KHARTOUM: Sudanese security forces fired tear gas yesterday aiming to stop thousands of protesters demanding a transition to civilian rule, the latest in weeks of unrest since a military coup. Singing, beating drums, and holding up posters of some the dozens killed in demonstrations since the Oct 25 coup, protesters in the capital Khartoum shouted slogans against the army in defiance. "We will not stop until we get our country back," shouted one protester, 22-year old Samar Al-Tayeb.
Other protesters set fire to tyres to create burning barricades on the streets. Crowds were marching towards the presidential palace in Khartoum when security forces fired volleys of tear gas canisters forming thick and choking clouds, witnesses said. "Our marches will continue until we restore our revolution and our civilian government, even if martyrs fall among us," said Mojataba Hussein, a 23-year-old protester.
Deadly crackdown
When military chief General Abdel Fattah al-Burhan staged the power grab over two months ago, it dismantled a precarious power-sharing arrangement between the military and civilians that had been established in the wake of the April 2019 ouster of longtime autocrat Omar Al-Bashir. The protests on Thursday come days after prime minister Abdalla Hamdok - who had first been held under house arrest for weeks following the coup, before then being reinstated amid international pressure in a November 21 deal - resigned leaving the military fully in charge.

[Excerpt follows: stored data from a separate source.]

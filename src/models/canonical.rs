use chrono::{NaiveDate, NaiveDateTime};
use serde::{Deserialize, Serialize};
use uuid::Uuid;

use super::enums::Source;

/// One HIS system's column group on a canonical patient.
///
/// A slot is either entirely empty or carries at least `his_number`.
#[derive(Debug, Clone, Default, PartialEq, Eq, Serialize, Deserialize)]
pub struct SourceSlot {
    pub his_number: Option<String>,
    pub email: Option<String>,
    pub phone: Option<String>,
    pub his_password: Option<String>,
    pub login_email: Option<String>,
}

impl SourceSlot {
    pub fn is_empty(&self) -> bool {
        self.his_number.is_none()
    }
}

/// The single consolidated record for one real person.
#[derive(Debug, Clone, Serialize, Deserialize)]
pub struct CanonicalPatient {
    pub canonical_id: Uuid,
    pub doc_type: Option<i32>,
    pub doc_number: Option<i64>,
    pub last_name: Option<String>,
    pub first_name: Option<String>,
    pub middle_name: Option<String>,
    pub birth_date: Option<NaiveDate>,
    pub qms: SourceSlot,
    pub infoclinica: SourceSlot,
    pub primary_source: Source,
    pub registered_via_mobile: bool,
    pub matching_locked: bool,
    pub locked_at: Option<NaiveDateTime>,
    pub lock_reason: Option<String>,
    pub created_at: NaiveDateTime,
    pub updated_at: NaiveDateTime,
}

impl CanonicalPatient {
    /// An empty canonical shell with the given id and origin source.
    pub fn new(canonical_id: Uuid, primary_source: Source, now: NaiveDateTime) -> Self {
        Self {
            canonical_id,
            doc_type: None,
            doc_number: None,
            last_name: None,
            first_name: None,
            middle_name: None,
            birth_date: None,
            qms: SourceSlot::default(),
            infoclinica: SourceSlot::default(),
            primary_source,
            registered_via_mobile: false,
            matching_locked: false,
            locked_at: None,
            lock_reason: None,
            created_at: now,
            updated_at: now,
        }
    }

    pub fn slot(&self, source: Source) -> &SourceSlot {
        match source {
            Source::Qms => &self.qms,
            Source::Infoclinica => &self.infoclinica,
        }
    }

    pub fn slot_mut(&mut self, source: Source) -> &mut SourceSlot {
        match source {
            Source::Qms => &mut self.qms,
            Source::Infoclinica => &mut self.infoclinica,
        }
    }

    /// Document pair when both halves are present.
    pub fn document(&self) -> Option<(i32, i64)> {
        match (self.doc_type, self.doc_number) {
            (Some(t), Some(n)) => Some((t, n)),
            _ => None,
        }
    }
}
//! Repository layer — table-scoped database operations.
//!
//! All public functions are re-exported here; callers use
//! `db::repository::insert_raw` style paths or the glob re-export.

mod canonical;
mod dead_letter;
mod match_log;
mod prereg;
mod protocol;
mod raw_patient;
mod referrer;
mod stats;

pub use canonical::*;
pub use dead_letter::*;
pub use match_log::*;
pub use prereg::*;
pub use protocol::*;
pub use raw_patient::*;
pub use referrer::*;
pub use stats::*;

use chrono::NaiveDateTime;

pub(crate) const DATETIME_FMT: &str = "%Y-%m-%d %H:%M:%S";

pub(crate) fn format_dt(dt: &NaiveDateTime) -> String {
    dt.format(DATETIME_FMT).to_string()
}

pub(crate) fn parse_dt(s: &str) -> NaiveDateTime {
    NaiveDateTime::parse_from_str(s, DATETIME_FMT)
        .or_else(|_| NaiveDateTime::parse_from_str(s, "%Y-%m-%dT%H:%M:%S"))
        .unwrap_or_default()
}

The protest movement had slammed the November deal as a "betrayal" for providing what they said was a cloak of legitimacy for Burhan's coup, and had kept up its rallies. When Hamdok stepped down on Sunday, he said Sudan was at a "dangerous crossroads threatening its very survival". The military takeover - one of several in Sudan's post-independence history - has seen security forces launch a bloody crackdown that has left at least 57 people dead and hundreds wounded, according to the independent Doctors' Committee.
Protests in several cities
Demonstrations on Thursday also took place in other cities, including in the eastern Red Sea city of Port Sudan, as well as in Atbara in the north and Wad Madani in the south, witnesses said. "The authority is that of the people," protesters chanted in Wad Madani, as they demanded soldiers "go back to the barracks". In Atbara, protesters called on Burhan to "hand over the country's keys and leave," witnesses said.
Crowds in the central state of North Kordofan chanted "No, no to military rule" while waving and draped in the national flag. On Tuesday, the United States, European Union, Britain and Norway warned the military against naming their own successor to Hamdok, saying they would "not support a prime minister or government appointed without the involvement of a broad range of civilian stakeholders". The Western statement added that "unilateral action to appoint a new prime minister and cabinet would undermine those institutions' credibility and risks plunging the nation into conflict".
Protesters have defied a hardline response from the security forces. Burhan last month issued a decree allowing security forces to arrest individuals "over crimes related to the state of emergency", effectively banning street protests. Under the decree, security forces are allowed to enter and search "any building or individual" and impose "surveillance of any property and facility".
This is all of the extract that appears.